The cipher does 12 rounds in which it performs 4 operations: The S-box, the L-box, ShiftColumns and key/constant addition.


The first operation during a round is the S-box. In these kinds of ciphers (SPNs), S-boxes make sure that the cipher is nonlinear. In the Mysterion cipher, the S-box is defined by a simple function of 8 bitwise operations:

def sbox(block):
    """Returns a new block after applying the Mysterion S-box"""
    a = (block[0] & block[1]) ^ block[2]
    c = (block[1] | block[2]) ^ block[3]
    d = (a & block[3]) ^ block[0]
    b = (c & block[0]) ^ block[1]
    return [a,b,c,d]


The L-box is the next operation in the round. Its purpose is to diffuse changes in the state. In other words, this operation makes sure that if some bits in the input state is changed, many bits in the output state are changed.

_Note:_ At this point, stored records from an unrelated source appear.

use chrono::Utc;
use uuid::Uuid;

use crate::domain::error::{AppError, Result};
use crate::domain::tag::Tag;

use super::entities::TagEntity;
use super::{is_unique_violation, VaultRepository};

const TAG_COLUMNS: &str = "id, user_id, name, color, created_at";

const DUPLICATE_NAME: &str = "A tag with this name already exists";

impl VaultRepository {
    pub async fn create_tag(&self, owner_id: &str, name: &str, color: &str) -> Result<Tag> {
        let id = Uuid::new_v4().to_string();
        let now = Utc::now().to_rfc3339();

        let entity = sqlx::query_as::<_, TagEntity>(&format!(
            "INSERT INTO tags (id, user_id, name, color, created_at) VALUES (?, ?, ?, ?, ?) RETURNING {}",
            TAG_COLUMNS
        ))
        .bind(&id)
        .bind(owner_id)
        .bind(name)
        .bind(color)
        .bind(&now)
        .fetch_one(&self.pool)
        .await
        .map_err(|e| {
            if is_unique_violation(&e) {
                AppError::Conflict(DUPLICATE_NAME.to_string())
            } else {
                AppError::DatabaseError(format!("Failed to create tag: {}", e))
            }
        })?;

        Ok(entity.into())
    }

    pub async fn get_tag(&self, id: &str) -> Result<Option<Tag>> {
        let entity = sqlx::query_as::<_, TagEntity>(&format!(
            "SELECT {} FROM tags WHERE id = ?",
            TAG_COLUMNS
        ))
        .bind(id)
        .fetch_optional(&self.pool)
        .await
        .map_err(|e| AppError::DatabaseError(format!("Failed to fetch tag: {}", e)))?;

        Ok(entity.map(Into::into))
    }

    pub async fn list_tags(&self, owner_id: &str) -> Result<Vec<Tag>> {
        let entities = sqlx::query_as::<_, TagEntity>(&format!(
            "SELECT {} FROM tags WHERE user_id = ? ORDER BY name ASC",
            TAG_COLUMNS
        ))
        .bind(owner_id)
        .fetch_all(&self.pool)
        .await
        .map_err(|e| AppError::DatabaseError(format!("Failed to list tags: {}", e)))?;

        Ok(entities.into_iter().map(Into::into).collect())
    }

    pub async fn update_tag(&self, id: &str, name: &str, color: &str) -> Result<Tag> {
        let entity = sqlx::query_as::<_, TagEntity>(&format!(
            "UPDATE tags SET name = ?, color = ? WHERE id = ? RETURNING {}",
            TAG_COLUMNS
        ))
        .bind(name)
        .bind(color)
        .bind(id)
        .fetch_one(&self.pool)
        .await
        .map_err(|e| {
            if is_unique_violation(&e) {
                AppError::Conflict(DUPLICATE_NAME.to_string())
            } else {
                AppError::DatabaseError(format!("Failed to update tag: {}", e))
            }
        })?;

        Ok(entity.into())
    }

    pub async fn delete_tag(&self, id: &str) -> Result<u64> {
        let result = sqlx::query("DELETE FROM tags WHERE id = ?")
            .bind(id)
            .execute(&self.pool)
            .await
            .map_err(|e| AppError::DatabaseError(format!("Failed to delete tag: {}", e)))?;

        Ok(result.rows_affected())
    }

    /// The subset of `tag_ids` that exist and belong to `owner_id`.
    /// Association writes go through this so a prompt can never be linked
    /// to another owner's tag.
    pub async fn resolve_owned_tags(
        &self,
        owner_id: &str,
        tag_ids: &[String],
    ) -> Result<Vec<String>> {
        if tag_ids.is_empty() {
            return Ok(Vec::new());
        }

        let placeholders = vec!["?"; tag_ids.len()].join(", ");
        let sql = format!(
            "SELECT id FROM tags WHERE user_id = ? AND id IN ({})",
            placeholders
        );

        let mut query = sqlx::query_scalar::<_, String>(&sql).bind(owner_id);
        for id in tag_ids {
            query = query.bind(id);
        }

        query
            .fetch_all(&self.pool)
            .await
            .map_err(|e| AppError::DatabaseError(format!("Failed to resolve tags: {}", e)))
    }
}

#[cfg(test)]
mod tests {
    use super::super::test_support::{test_repository, test_user};
    use crate::domain::error::AppError;

    #[tokio::test]
    async fn duplicate_name_for_same_owner_is_a_conflict() {
        let repo = test_repository().await;
        let user = test_user(&repo, "ann@example.com").await;

        repo.create_tag(&user.id, "writing", "#112233").await.unwrap();
        let err = repo
            .create_tag(&user.id, "writing", "#445566")
            .await
            .unwrap_err();
        assert!(matches!(err, AppError::Conflict(_)));
    }

    #[tokio::test]
    async fn same_name_under_another_owner_is_fine() {
        let repo = test_repository().await;
        let ann = test_user(&repo, "ann@example.com").await;
        let bob = test_user(&repo, "bob@example.com").await;

        repo.create_tag(&ann.id, "writing", "#112233").await.unwrap();
        assert!(repo.create_tag(&bob.id, "writing", "#112233").await.is_ok());
    }

    #[tokio::test]
    async fn list_orders_by_name() {
        let repo = test_repository().await;
        let user = test_user(&repo, "ann@example.com").await;

        repo.create_tag(&user.id, "zeta", "#112233").await.unwrap();
        repo.create_tag(&user.id, "alpha", "#112233").await.unwrap();

        let tags = repo.list_tags(&user.id).await.unwrap();
        assert_eq!(
            tags.iter().map(|t| t.name.as_str()).collect::<Vec<_>>(),
            vec!["alpha", "zeta"]
        );
    }

    #[tokio::test]
    async fn rename_onto_an_existing_name_is_a_conflict() {
        let repo = test_repository().await;
        let user = test_user(&repo, "ann@example.com").await;

        repo.create_tag(&user.id, "writing", "#112233").await.unwrap();
        let other = repo.create_tag(&user.id, "coding", "#445566").await.unwrap();

        let err = repo
            .update_tag(&other.id, "writing", &other.color)
            .await
            .unwrap_err();
        assert!(matches!(err, AppError::Conflict(_)));
    }

    #[tokio::test]
    async fn resolve_owned_tags_filters_foreign_ids() {
        let repo = test_repository().await;
        let ann = test_user(&repo, "ann@example.com").await;
        let bob = test_user(&repo, "bob@example.com").await;

        let mine = repo.create_tag(&ann.id, "mine", "#112233").await.unwrap();
        let theirs = repo.create_tag(&bob.id, "theirs", "#112233").await.unwrap();

        let resolved = repo
            .resolve_owned_tags(
                &ann.id,
                &[mine.id.clone(), theirs.id, "missing-id".to_string()],
            )
            .await
            .unwrap();
        assert_eq!(resolved, vec![mine.id]);
    }
}
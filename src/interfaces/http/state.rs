use crate::application::{PromptService, TagService};
use crate::infrastructure::security::sessions::SessionService;

/// Process-wide state shared with every handler. Services own the
/// repository behind an `Arc`; nothing here is request-scoped.
pub struct AppState {
    pub prompts: PromptService,
    pub tags: TagService,
    pub sessions: SessionService,
}
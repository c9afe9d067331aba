pub mod context;
pub mod use_cases;

pub use context::RequestContext;
pub use use_cases::prompt_service::PromptService;
pub use use_cases::tag_service::TagService;
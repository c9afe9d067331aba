use chrono::{DateTime, Utc};
use serde::{Deserialize, Serialize};
use validator::Validate;

use crate::domain::tag::Tag;

/// A stored prompt template. `content` may contain `{{variable}}`
/// placeholders; they are opaque to the storage layer.
#[derive(Debug, Clone, Serialize, Deserialize)]
pub struct Prompt {
    pub id: String,
    pub user_id: String,
    pub title: String,
    pub content: String,
    pub description: Option<String>,
    pub is_public: bool,
    pub is_favorite: bool,
    pub created_at: DateTime<Utc>,
    pub updated_at: DateTime<Utc>,
}

/// A prompt as callers see it: the prompt_tags join rows flattened into
/// a plain tag list.
#[derive(Debug, Clone, Serialize, Deserialize)]
pub struct PromptView {
    #[serde(flatten)]
    pub prompt: Prompt,
    pub tags: Vec<Tag>,
}

#[derive(Debug, Deserialize, Validate)]
#[serde(rename_all = "camelCase")]
pub struct CreatePromptInput {
    #[validate(length(min = 1, max = 200, message = "title must be between 1 and 200 characters"))]
    pub title: String,
    #[validate(length(min = 1, message = "content is required"))]
    pub content: String,
    pub description: Option<String>,
    #[serde(default)]
    pub is_public: bool,
    pub tag_ids: Option<Vec<String>>,
}

#[derive(Debug, Deserialize, Validate)]
#[serde(rename_all = "camelCase")]
pub struct UpdatePromptInput {
    pub id: String,
    #[validate(length(min = 1, max = 200, message = "title must be between 1 and 200 characters"))]
    pub title: Option<String>,
    #[validate(length(min = 1, message = "content must not be empty"))]
    pub content: Option<String>,
    pub description: Option<String>,
    pub is_public: Option<bool>,
    pub tag_ids: Option<Vec<String>>,
}

#[derive(Debug, Default, Deserialize)]
pub struct ListPromptsInput {
    #[serde(default)]
    pub search: Option<String>,
}

/// Result of prompt.create. The primary insert is strict; tag linking is
/// best-effort, so linking problems surface here instead of failing the
/// whole operation.
#[derive(Debug, Serialize)]
pub struct PromptCreateOutcome {
    pub prompt: PromptView,
    pub warnings: Vec<String>,
}
use chrono::{DateTime, Utc};
use once_cell::sync::Lazy;
use regex::Regex;
use serde::{Deserialize, Serialize};
use validator::Validate;

pub const DEFAULT_TAG_COLOR: &str = "#6366f1";

pub static HEX_COLOR: Lazy<Regex> = Lazy::new(|| Regex::new(r"^#[0-9A-Fa-f]{6}$").unwrap());

/// A user-scoped label. Names are unique per owner.
#[derive(Debug, Clone, Serialize, Deserialize)]
pub struct Tag {
    pub id: String,
    pub user_id: String,
    pub name: String,
    pub color: String,
    pub created_at: DateTime<Utc>,
}

#[derive(Debug, Deserialize, Validate)]
#[serde(rename_all = "camelCase")]
pub struct CreateTagInput {
    #[validate(length(min = 1, max = 50, message = "name must be between 1 and 50 characters"))]
    pub name: String,
    #[serde(default = "default_color")]
    #[validate(regex(path = *HEX_COLOR, message = "color must be a #RRGGBB hex code"))]
    pub color: String,
}

#[derive(Debug, Deserialize, Validate)]
#[serde(rename_all = "camelCase")]
pub struct UpdateTagInput {
    pub id: String,
    #[validate(length(min = 1, max = 50, message = "name must be between 1 and 50 characters"))]
    pub name: Option<String>,
    #[validate(regex(path = *HEX_COLOR, message = "color must be a #RRGGBB hex code"))]
    pub color: Option<String>,
}

fn default_color() -> String {
    DEFAULT_TAG_COLOR.to_string()
}
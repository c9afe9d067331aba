//! Placeholder extraction and substitution for prompt content.
//!
//! Variables are written as `{{name}}`. A name is any non-empty run of
//! characters excluding `}`; surrounding whitespace is not significant.
//! Both functions are pure and infallible: unbalanced braces simply
//! don't match.

use std::collections::HashMap;

use once_cell::sync::Lazy;
use regex::{Captures, Regex};

static VARIABLE: Lazy<Regex> = Lazy::new(|| Regex::new(r"\{\{([^}]+)\}\}").unwrap());

/// Distinct trimmed variable names in order of first appearance.
/// Whitespace-only names (`{{ }}`) are dropped.
pub fn extract_variables(content: &str) -> Vec<String> {
    let mut names = Vec::new();
    for caps in VARIABLE.captures_iter(content) {
        let name = caps[1].trim();
        if name.is_empty() {
            continue;
        }
        if !names.iter().any(|n| n == name) {
            names.push(name.to_string());
        }
    }
    names
}

/// Replace every `{{name}}` whose trimmed name has an entry in `values`.
/// Placeholders without an entry are re-emitted (in trimmed form) so the
/// caller can tell which variables are still unfilled. Substituted values
/// are not re-scanned; a value containing `{{...}}` survives verbatim.
pub fn fill_variables(content: &str, values: &HashMap<String, String>) -> String {
    VARIABLE
        .replace_all(content, |caps: &Captures<'_>| {
            let name = caps[1].trim();
            match values.get(name) {
                Some(value) => value.clone(),
                None => format!("{{{{{}}}}}", name),
            }
        })
        .into_owned()
}

#[cfg(test)]
mod tests {
    use super::*;

    fn values(pairs: &[(&str, &str)]) -> HashMap<String, String> {
        pairs
            .iter()
            .map(|(k, v)| (k.to_string(), v.to_string()))
            .collect()
    }

    #[test]
    fn extracts_nothing_from_plain_text() {
        assert!(extract_variables("no placeholders here").is_empty());
    }

    #[test]
    fn collapses_duplicates_preserving_first_appearance_order() {
        assert_eq!(
            extract_variables("Hi {{name}}, your {{name}} is ready"),
            vec!["name"]
        );
        assert_eq!(
            extract_variables("{{b}} then {{a}} then {{b}}"),
            vec!["b", "a"]
        );
    }

    #[test]
    fn trims_whitespace_around_names() {
        assert_eq!(extract_variables("{{ a }} and {{b}}"), vec!["a", "b"]);
    }

    #[test]
    fn handles_adjacent_placeholders() {
        assert_eq!(extract_variables("{{a}}{{b}}"), vec!["a", "b"]);
    }

    #[test]
    fn drops_whitespace_only_names() {
        assert!(extract_variables("{{ }} and {{  }}").is_empty());
    }

    #[test]
    fn unbalanced_braces_are_not_matches() {
        assert!(extract_variables("{{oops and }}closed{ {x} }").is_empty());
    }

    #[test]
    fn fills_known_variables() {
        assert_eq!(
            fill_variables("Hello {{name}}", &values(&[("name", "Ann")])),
            "Hello Ann"
        );
    }

    #[test]
    fn leaves_unknown_placeholders_intact() {
        assert_eq!(
            fill_variables("Hello {{name}}", &HashMap::new()),
            "Hello {{name}}"
        );
    }

    #[test]
    fn fill_is_identity_without_placeholders() {
        let content = "just text, no variables";
        assert_eq!(
            fill_variables(content, &values(&[("name", "x")])),
            content
        );
    }

    #[test]
    fn filled_output_extracts_to_empty() {
        let content = "Dear {{ user }}, {{item}} ships to {{user}}";
        let vals = values(&[("user", "Ann"), ("item", "book")]);
        let filled = fill_variables(content, &vals);
        assert_eq!(filled, "Dear Ann, book ships to Ann");
        assert!(extract_variables(&filled).is_empty());
    }

    #[test]
    fn substituted_values_are_not_rescanned_in_the_same_pass() {
        let filled = fill_variables("{{a}}", &values(&[("a", "{{b}}")]));
        assert_eq!(filled, "{{b}}");
        // A value containing placeholder syntax becomes visible to a
        // second pass; that pass is the caller's choice.
        assert_eq!(extract_variables(&filled), vec!["b"]);
    }
}
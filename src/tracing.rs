//! Optional tracing subscriber setup.
//!
//! Formats events with file names, line numbers and levels, and reports span closes.
//! Only available with the `tako-tracing` feature.

use tracing_subscriber::{
    Layer, fmt::format::FmtSpan, layer::SubscriberExt, util::SubscriberInitExt,
    util::TryInitError,
};

pub use tracing::level_filters::LevelFilter;

/// Installs the global tracing subscriber, filtering events below `level`.
///
/// Fails if a global subscriber is already installed.
pub fn init_tracing(level: LevelFilter) -> Result<(), TryInitError> {
    tracing_subscriber::registry()
        .with(
            tracing_subscriber::fmt::layer()
                .with_span_events(FmtSpan::CLOSE)
                .with_file(true)
                .with_line_number(true)
                .with_level(true)
                .with_filter(level),
        )
        .try_init()
}
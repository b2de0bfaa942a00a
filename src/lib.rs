//! Zstandard content encoding for the tako response compression pipeline.
//!
//! The crate provides the `zstd` encoding module: its configuration ([`encode::zstd::Zstd`]),
//! parsed from JSON or from `zstd [<level>] [<window_size>]` directives, the provisioning
//! step that fills in defaults, and a factory producing one streaming encoder per
//! response.
//!
//! # Examples
//!
//! ```rust
//! use tako_zstd::config::load_directives;
//! use tako_zstd::encode::Encoding;
//!
//! tako_zstd::register()?;
//! let encoders = load_directives("Takofile", "encode {\n  zstd best 256KiB\n}")?;
//! assert_eq!(encoders[0].accept_encoding(), "zstd");
//! ```

use once_cell::sync::OnceCell;

pub mod body;
pub mod config;
pub mod directive;
pub mod encode;
pub mod error;
pub mod registry;
pub mod size;
pub mod stream;
pub mod types;

#[cfg(feature = "tako-tracing")]
pub mod tracing;

pub use encode::zstd::{EncoderLevel, Zstd, ZstdBuilder};
pub use error::EncodeError;
pub use stream::stream_encode;

static REGISTERED: OnceCell<()> = OnceCell::new();

/// Registers the modules of this crate with the global registry.
///
/// Call once during startup, before loading any configuration that references the
/// `zstd` encoding. Repeated calls are no-ops.
pub fn register() -> Result<(), EncodeError> {
    REGISTERED
        .get_or_try_init(|| registry::register_module(encode::zstd::Zstd::module_info()))
        .map(|_| ())
}
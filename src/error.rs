use std::{fmt, io};

use crate::size::ParseSizeError;

/// Error type shared by configuration loading, provisioning and encoder construction.
#[derive(Debug)]
pub enum EncodeError {
    /// A compression level literal outside the accepted set.
    InvalidLevel(String),
    /// A window size literal the byte size grammar rejected.
    InvalidWindowSize {
        literal: String,
        source: ParseSizeError,
    },
    /// An explicit window size the encoder cannot use.
    WindowOutOfRange(u64),
    /// The underlying compressor refused the requested options.
    Construct(io::Error),
    /// No module is registered under the given id.
    UnknownModule(String),
    /// A module with the same id is already registered.
    DuplicateModule(String),
    /// Malformed structured configuration.
    Json(serde_json::Error),
    /// Malformed directive input.
    Syntax(String),
    /// Another error, tagged with the directive location it came from.
    Directive {
        file: String,
        line: usize,
        source: Box<EncodeError>,
    },
}

impl fmt::Display for EncodeError {
    fn fmt(&self, f: &mut fmt::Formatter<'_>) -> fmt::Result {
        match self {
            EncodeError::InvalidLevel(literal) => write!(
                f,
                "unexpected compression level '{literal}', use one of {}",
                crate::encode::zstd::EncoderLevel::accepted_literals()
            ),
            EncodeError::InvalidWindowSize { literal, source } => {
                write!(f, "incorrect window size '{literal}': {source}")
            }
            EncodeError::WindowOutOfRange(size) => write!(
                f,
                "window size {size} must be 0 or a power of two between {} and {} bytes",
                crate::encode::zstd::MIN_WINDOW_SIZE,
                crate::encode::zstd::MAX_WINDOW_SIZE
            ),
            EncodeError::Construct(err) => write!(f, "failed to construct encoder: {err}"),
            EncodeError::UnknownModule(id) => write!(f, "module not registered: {id}"),
            EncodeError::DuplicateModule(id) => write!(f, "module already registered: {id}"),
            EncodeError::Json(err) => write!(f, "decoding encoder config: {err}"),
            EncodeError::Syntax(msg) => f.write_str(msg),
            EncodeError::Directive { file, line, source } => write!(f, "{file}:{line} - {source}"),
        }
    }
}

impl std::error::Error for EncodeError {
    fn source(&self) -> Option<&(dyn std::error::Error + 'static)> {
        match self {
            EncodeError::InvalidWindowSize { source, .. } => Some(source),
            EncodeError::Construct(err) => Some(err),
            EncodeError::Json(err) => Some(err),
            EncodeError::Directive { source, .. } => Some(source.as_ref()),
            _ => None,
        }
    }
}

impl From<serde_json::Error> for EncodeError {
    fn from(err: serde_json::Error) -> Self {
        EncodeError::Json(err)
    }
}

impl EncodeError {
    /// Returns the innermost error, looking through directive location wrappers.
    pub fn root(&self) -> &EncodeError {
        match self {
            EncodeError::Directive { source, .. } => source.root(),
            other => other,
        }
    }
}
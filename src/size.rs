//! Human-readable byte size parsing.
//!
//! Accepts a number (digits, an optional fraction, `,` thousands separators) followed
//! by an optional unit. Units are case-insensitive: `b`, SI units (`k`, `kb`, `m`,
//! `mb`, ... up to `e`/`eb`, powers of 1000) and IEC units (`ki`, `kib`, `mi`, `mib`,
//! ... up to `ei`/`eib`, powers of 1024). Whitespace between number and unit is allowed.
//!
//! # Examples
//!
//! ```rust
//! use tako_zstd::size::parse_bytes;
//!
//! assert_eq!(parse_bytes("128KiB").unwrap(), 131_072);
//! assert_eq!(parse_bytes("128KB").unwrap(), 128_000);
//! assert_eq!(parse_bytes("1.5 MiB").unwrap(), 1_572_864);
//! ```

use std::fmt;

const KB: u64 = 1000;
const KIB: u64 = 1024;

/// Error returned by [`parse_bytes`].
#[derive(Debug, Clone, PartialEq, Eq)]
pub enum ParseSizeError {
    /// The numeric prefix is empty or not a valid number.
    InvalidNumber(String),
    /// The unit suffix is not a known size name.
    UnknownUnit(String),
    /// The value does not fit in 64 bits.
    TooLarge(String),
}

impl fmt::Display for ParseSizeError {
    fn fmt(&self, f: &mut fmt::Formatter<'_>) -> fmt::Result {
        match self {
            ParseSizeError::InvalidNumber(num) => write!(f, "invalid number {num:?}"),
            ParseSizeError::UnknownUnit(unit) => write!(f, "unhandled size name: {unit}"),
            ParseSizeError::TooLarge(input) => write!(f, "too large: {input}"),
        }
    }
}

impl std::error::Error for ParseSizeError {}

fn unit_multiplier(unit: &str) -> Option<u64> {
    let m = match unit {
        "" | "b" => 1,
        "k" | "kb" => KB,
        "m" | "mb" => KB.pow(2),
        "g" | "gb" => KB.pow(3),
        "t" | "tb" => KB.pow(4),
        "p" | "pb" => KB.pow(5),
        "e" | "eb" => KB.pow(6),
        "ki" | "kib" => KIB,
        "mi" | "mib" => KIB.pow(2),
        "gi" | "gib" => KIB.pow(3),
        "ti" | "tib" => KIB.pow(4),
        "pi" | "pib" => KIB.pow(5),
        "ei" | "eib" => KIB.pow(6),
        _ => return None,
    };
    Some(m)
}

/// Parses a human-readable byte size such as `"128KB"` or `"1MiB"` into a byte count.
///
/// Fractional results are truncated toward zero.
pub fn parse_bytes(input: &str) -> Result<u64, ParseSizeError> {
    let split = input
        .find(|c: char| !(c.is_ascii_digit() || c == '.' || c == ','))
        .unwrap_or(input.len());
    let (number, unit) = input.split_at(split);

    let number = number.replace(',', "");
    let value: f64 = number
        .parse()
        .map_err(|_| ParseSizeError::InvalidNumber(number.clone()))?;

    let unit = unit.trim().to_ascii_lowercase();
    let multiplier = unit_multiplier(&unit).ok_or(ParseSizeError::UnknownUnit(unit))?;

    let bytes = value * multiplier as f64;
    if bytes >= u64::MAX as f64 {
        return Err(ParseSizeError::TooLarge(input.to_string()));
    }
    Ok(bytes as u64)
}
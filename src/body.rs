//! This module provides the `TakoBody` struct, a boxed HTTP body used both as the input
//! and the output of the streaming encoders. It includes constructors for empty,
//! buffered and stream-backed bodies.

use std::{
    pin::Pin,
    task::{Context, Poll},
};

use bytes::Bytes;
use futures_util::Stream;
use http_body::{Body, Frame, SizeHint};
use http_body_util::{BodyExt, Empty, StreamBody};

use crate::types::{BoxBody, BoxError};

/// The `TakoBody` struct is a wrapper around a boxed HTTP body (`BoxBody`).
///
/// # Example
///
/// ```rust
/// use tako_zstd::body::TakoBody;
///
/// let empty_body = TakoBody::empty();
/// let string_body = TakoBody::from("Hello, world!".to_string());
/// ```
pub struct TakoBody(BoxBody);

impl TakoBody {
    /// Creates a new `TakoBody` from a given body.
    ///
    /// # Arguments
    ///
    /// * `body` - The body to wrap, which must implement the `Body` trait.
    pub fn new<B>(body: B) -> Self
    where
        B: Body<Data = Bytes> + Send + 'static,
        B::Error: Into<BoxError>,
    {
        Self(body.map_err(|e| e.into()).boxed_unsync())
    }

    /// Creates a `TakoBody` from a fallible stream of frames.
    ///
    /// Every `Ok` item becomes one body frame; the first `Err` terminates the body.
    pub fn from_try_stream<S, E>(stream: S) -> Self
    where
        S: Stream<Item = Result<Frame<Bytes>, E>> + Send + 'static,
        E: Into<BoxError>,
    {
        Self::new(StreamBody::new(stream))
    }

    /// Creates an empty `TakoBody`.
    pub fn empty() -> Self {
        Self::new(Empty::new())
    }
}

/// Provides a default implementation for `TakoBody`, which returns an empty body.
impl Default for TakoBody {
    fn default() -> Self {
        Self::empty()
    }
}

impl From<()> for TakoBody {
    fn from(_: ()) -> Self {
        Self::empty()
    }
}

macro_rules! body_from_impl {
    ($ty:ty) => {
        impl From<$ty> for TakoBody {
            fn from(buf: $ty) -> Self {
                Self::new(http_body_util::Full::from(buf))
            }
        }
    };
}

body_from_impl!(&'static str);
body_from_impl!(String);
body_from_impl!(Vec<u8>);
body_from_impl!(Bytes);

/// Implements the `Body` trait for `TakoBody`, delegating to the inner `BoxBody`.
impl Body for TakoBody {
    type Data = Bytes;
    type Error = BoxError;

    #[inline]
    fn poll_frame(
        mut self: Pin<&mut Self>,
        cx: &mut Context<'_>,
    ) -> Poll<Option<Result<Frame<Self::Data>, Self::Error>>> {
        Pin::new(&mut self.0).poll_frame(cx)
    }

    #[inline]
    fn size_hint(&self) -> SizeHint {
        self.0.size_hint()
    }

    #[inline]
    fn is_end_stream(&self) -> bool {
        self.0.is_end_stream()
    }
}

Because of the L-box, a difference of one bit will already have propagated to the complete state after just two rounds (recall that Mysterion does 12).

This is implemented by multiplying the state with an MDS matrix made up of elements in a finite field of order 16. These MDS matrices are specially crafted matrices which optimise the diffusion. In the special case of Mysterion, this matrix is the eighth power of a transposed companion matrix. This reduces the amount of registers that are needed during the application of the L-box which came in handy in the implementation.


The next operation is the ShiftColumns operation, as found in all other SPN networks. This operation scrambles the locations of bits in the state, so that differences in one sub-block propagate to all the others.

Key and constant addition 

Up until now, we have done nothing to make the ciphertext dependent on the key. So to do this, we add the key to the state. Because we want every round to be different, we also add a round-specific constant value.

The Mysterion block cipher has no key schedule. In every round, the same key is added to the state.

Implementation strategies 

This section goes into the nitty gritty details of the implementation of the block cipher. If you haven’t read the paper yet, you may want to read it now, if you really want to understand what we are doing.

We have implemented the cipher in ARM assembly, but for our own overview we have also implemented the cipher in Python. In this part I’ll try to use the assembly product when possible. However—because of the optimisations—the assembly is not always very readable, so I will sometimes fall back to Python. You can always find the assembly code in mysterion.s.

When you look closely at the cipher’s state, you see 4 rows of 32 bits. For us—working on a 32-bit platform—it was obvious to use this and bitslice the rows over four registers. The first step here is to get the right bits from the state (which are grouped by block) into the right registers (which are by row). For this we have written the byteslice subroutine. In Python, this function looks like this:

def byteslice(message):
    registers = [0] * 4
    for i in range(4):
        for j in range(4):
            registers[i] |= message[4*j + i] << ((3 - j) * 8)
    return registers

We execute this function for both the message and the key. You might expect that, because we are working in assembly, we will have to do a masking operation in each loop iteration. But we only have to do the byteslice and unbyteslice operations once per block encryption. So we can combine the byteslicing with reading and writing in memory. Now we can use the ldrb and strb instructions. Instead of working on 32 bit words, these instructions operate on one byte each, allowing us to skip the masking operation.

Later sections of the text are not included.